What is needed: An acceptable answer contains each line of the material, unchanged.

---+---

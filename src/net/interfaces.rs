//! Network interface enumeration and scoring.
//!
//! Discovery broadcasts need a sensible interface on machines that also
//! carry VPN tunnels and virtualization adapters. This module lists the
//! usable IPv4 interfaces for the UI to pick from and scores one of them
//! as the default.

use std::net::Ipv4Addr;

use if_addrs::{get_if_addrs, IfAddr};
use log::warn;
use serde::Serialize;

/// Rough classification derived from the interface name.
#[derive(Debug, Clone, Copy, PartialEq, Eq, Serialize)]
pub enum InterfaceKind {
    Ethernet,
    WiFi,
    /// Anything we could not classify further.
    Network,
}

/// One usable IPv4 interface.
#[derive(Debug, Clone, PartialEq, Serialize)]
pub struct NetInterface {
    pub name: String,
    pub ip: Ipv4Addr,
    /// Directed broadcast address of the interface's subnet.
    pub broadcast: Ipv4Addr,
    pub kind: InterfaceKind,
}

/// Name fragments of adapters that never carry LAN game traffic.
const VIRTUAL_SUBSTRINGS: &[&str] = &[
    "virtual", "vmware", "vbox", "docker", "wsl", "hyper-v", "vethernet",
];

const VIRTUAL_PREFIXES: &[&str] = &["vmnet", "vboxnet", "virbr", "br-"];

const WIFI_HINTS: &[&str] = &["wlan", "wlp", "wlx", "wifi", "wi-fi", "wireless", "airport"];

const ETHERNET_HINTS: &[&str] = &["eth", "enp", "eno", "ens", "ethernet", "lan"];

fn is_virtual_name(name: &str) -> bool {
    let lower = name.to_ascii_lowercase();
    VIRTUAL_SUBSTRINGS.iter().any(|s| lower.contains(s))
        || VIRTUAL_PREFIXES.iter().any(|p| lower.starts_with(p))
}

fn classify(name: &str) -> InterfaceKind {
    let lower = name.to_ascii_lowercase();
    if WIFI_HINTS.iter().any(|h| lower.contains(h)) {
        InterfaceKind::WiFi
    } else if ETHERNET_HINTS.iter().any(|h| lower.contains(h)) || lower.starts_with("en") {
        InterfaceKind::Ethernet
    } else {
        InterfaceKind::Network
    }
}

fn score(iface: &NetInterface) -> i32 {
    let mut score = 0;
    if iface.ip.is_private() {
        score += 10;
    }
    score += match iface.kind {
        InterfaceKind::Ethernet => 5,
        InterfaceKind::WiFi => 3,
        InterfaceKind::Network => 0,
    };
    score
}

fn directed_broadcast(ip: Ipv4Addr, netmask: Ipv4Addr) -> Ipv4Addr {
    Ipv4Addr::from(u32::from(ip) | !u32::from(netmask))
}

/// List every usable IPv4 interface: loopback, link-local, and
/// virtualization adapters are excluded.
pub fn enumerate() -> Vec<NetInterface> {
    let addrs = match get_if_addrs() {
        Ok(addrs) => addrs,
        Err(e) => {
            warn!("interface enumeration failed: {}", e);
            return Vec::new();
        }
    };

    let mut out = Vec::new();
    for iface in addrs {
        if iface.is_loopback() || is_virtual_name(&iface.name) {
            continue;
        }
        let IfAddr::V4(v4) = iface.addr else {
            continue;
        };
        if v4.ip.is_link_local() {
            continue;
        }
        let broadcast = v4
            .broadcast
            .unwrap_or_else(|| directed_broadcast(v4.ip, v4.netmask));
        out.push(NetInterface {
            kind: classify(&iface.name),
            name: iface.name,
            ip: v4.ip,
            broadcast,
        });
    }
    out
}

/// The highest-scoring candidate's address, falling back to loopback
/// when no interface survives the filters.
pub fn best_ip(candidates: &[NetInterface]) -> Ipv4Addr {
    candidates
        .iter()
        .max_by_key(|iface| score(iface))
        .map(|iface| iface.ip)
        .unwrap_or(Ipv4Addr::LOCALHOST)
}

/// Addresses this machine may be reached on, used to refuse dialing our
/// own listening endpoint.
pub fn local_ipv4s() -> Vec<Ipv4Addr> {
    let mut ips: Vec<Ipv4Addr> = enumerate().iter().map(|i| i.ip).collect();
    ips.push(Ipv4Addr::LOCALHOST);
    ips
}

---+---

Task output:
filename src/net/interfaces.rs
//! Network interface enumeration and scoring.
//!
//! Discovery broadcasts need a sensible interface on machines that also
//! carry VPN tunnels and virtualization adapters. This module lists the
//! usable IPv4 interfaces for the UI to pick from and scores one of them
//! as the default.

use std::net::Ipv4Addr;

use if_addrs::{get_if_addrs, IfAddr};
use log::warn;
use serde::Serialize;

/// Rough classification derived from the interface name.
#[derive(Debug, Clone, Copy, PartialEq, Eq, Serialize)]
pub enum InterfaceKind {
    Ethernet,
    WiFi,
    /// Anything we could not classify further.
    Network,
}

/// One usable IPv4 interface.
#[derive(Debug, Clone, PartialEq, Serialize)]
pub struct NetInterface {
    pub name: String,
    pub ip: Ipv4Addr,
    /// Directed broadcast address of the interface's subnet.
    pub broadcast: Ipv4Addr,
    pub kind: InterfaceKind,
}

/// Name fragments of adapters that never carry LAN game traffic.
const VIRTUAL_SUBSTRINGS: &[&str] = &[
    "virtual", "vmware", "vbox", "docker", "wsl", "hyper-v", "vethernet",
];

const VIRTUAL_PREFIXES: &[&str] = &["vmnet", "vboxnet", "virbr", "br-"];

const WIFI_HINTS: &[&str] = &["wlan", "wlp", "wlx", "wifi", "wi-fi", "wireless", "airport"];

const ETHERNET_HINTS: &[&str] = &["eth", "enp", "eno", "ens", "ethernet", "lan"];

fn is_virtual_name(name: &str) -> bool {
    let lower = name.to_ascii_lowercase();
    VIRTUAL_SUBSTRINGS.iter().any(|s| lower.contains(s))
        || VIRTUAL_PREFIXES.iter().any(|p| lower.starts_with(p))
}

fn classify(name: &str) -> InterfaceKind {
    let lower = name.to_ascii_lowercase();
    if WIFI_HINTS.iter().any(|h| lower.contains(h)) {
        InterfaceKind::WiFi
    } else if ETHERNET_HINTS.iter().any(|h| lower.contains(h)) || lower.starts_with("en") {
        InterfaceKind::Ethernet
    } else {
        InterfaceKind::Network
    }
}

fn score(iface: &NetInterface) -> i32 {
    let mut score = 0;
    if iface.ip.is_private() {
        score += 10;
    }
    score += match iface.kind {
        InterfaceKind::Ethernet => 5,
        InterfaceKind::WiFi => 3,
        InterfaceKind::Network => 0,
    };
    score
}

fn directed_broadcast(ip: Ipv4Addr, netmask: Ipv4Addr) -> Ipv4Addr {
    Ipv4Addr::from(u32::from(ip) | !u32::from(netmask))
}

/// List every usable IPv4 interface: loopback, link-local, and
/// virtualization adapters are excluded.
pub fn enumerate() -> Vec<NetInterface> {
    let addrs = match get_if_addrs() {
        Ok(addrs) => addrs,
        Err(e) => {
            warn!("interface enumeration failed: {}", e);
            return Vec::new();
        }
    };

    let mut out = Vec::new();
    for iface in addrs {
        if iface.is_loopback() || is_virtual_name(&iface.name) {
            continue;
        }
        let IfAddr::V4(v4) = iface.addr else {
            continue;
        };
        if v4.ip.is_link_local() {
            continue;
        }
        let broadcast = v4
            .broadcast
            .unwrap_or_else(|| directed_broadcast(v4.ip, v4.netmask));
        out.push(NetInterface {
            kind: classify(&iface.name),
            name: iface.name,
            ip: v4.ip,
            broadcast,
        });
    }
    out
}

/// The highest-scoring candidate's address, falling back to loopback
/// when no interface survives the filters.
pub fn best_ip(candidates: &[NetInterface]) -> Ipv4Addr {
    candidates
        .iter()
        .max_by_key(|iface| score(iface))
        .map(|iface| iface.ip)
        .unwrap_or(Ipv4Addr::LOCALHOST)
}

/// Addresses this machine may be reached on, used to refuse dialing our
/// own listening endpoint.
pub fn local_ipv4s() -> Vec<Ipv4Addr> {
    let mut ips: Vec<Ipv4Addr> = enumerate().iter().map(|i| i.ip).collect();
    ips.push(Ipv4Addr::LOCALHOST);
    ips
}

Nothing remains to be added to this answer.